INSTRUCTIONS FOR THE TASK: If a line in the data has the string "Failed", please show it.

--

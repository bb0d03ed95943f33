//! The rounding law shared by every aggregation.

/// Number of decimal places every reported metric is rounded to.
pub const METRIC_DECIMALS: i32 = 2;

/// Round a metric to 2 decimal places, ties to even.
///
/// The tie rule is applied to the binary value of `value * 100`, so a mean
/// like `2.005` (stored as `2.00499...`) rounds down to `2.0` while an exact
/// binary tie like `2.125` rounds to the even neighbour `2.12`.
///
/// ```
/// use citysense_types::round2;
///
/// assert_eq!(round2(2.125), 2.12);
/// assert_eq!(round2(2.375), 2.38);
/// assert_eq!(round2(10.0 / 3.0), 3.33);
/// ```
#[must_use]
pub fn round2(value: f64) -> f64 {
    let scale = 10f64.powi(METRIC_DECIMALS);
    (value * scale).round_ties_even() / scale
}
//! Error types for citysense-store.

use std::path::PathBuf;

/// Result type for citysense-store operations.
pub type Result<T> = std::result::Result<T, Error>;

/// Errors that can occur in citysense-store.
#[derive(Debug, thiserror::Error)]
pub enum Error {
    /// Database error from SQLite.
    #[error("Database error: {0}")]
    Database(#[from] rusqlite::Error),

    /// Failed to create database directory.
    #[error("Failed to create database directory {path}: {source}")]
    CreateDirectory {
        path: PathBuf,
        source: std::io::Error,
    },

    /// A line of an import could not be turned into a reading.
    #[error("Invalid record at line {line}: {source}")]
    InvalidRecord {
        line: usize,
        source: citysense_types::ParseError,
    },

    /// IO error.
    #[error("IO error: {0}")]
    Io(#[from] std::io::Error),
}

--

TASK RESPONSE:
    /// Failed to create database directory.
    #[error("Failed to create database directory {path}: {source}")]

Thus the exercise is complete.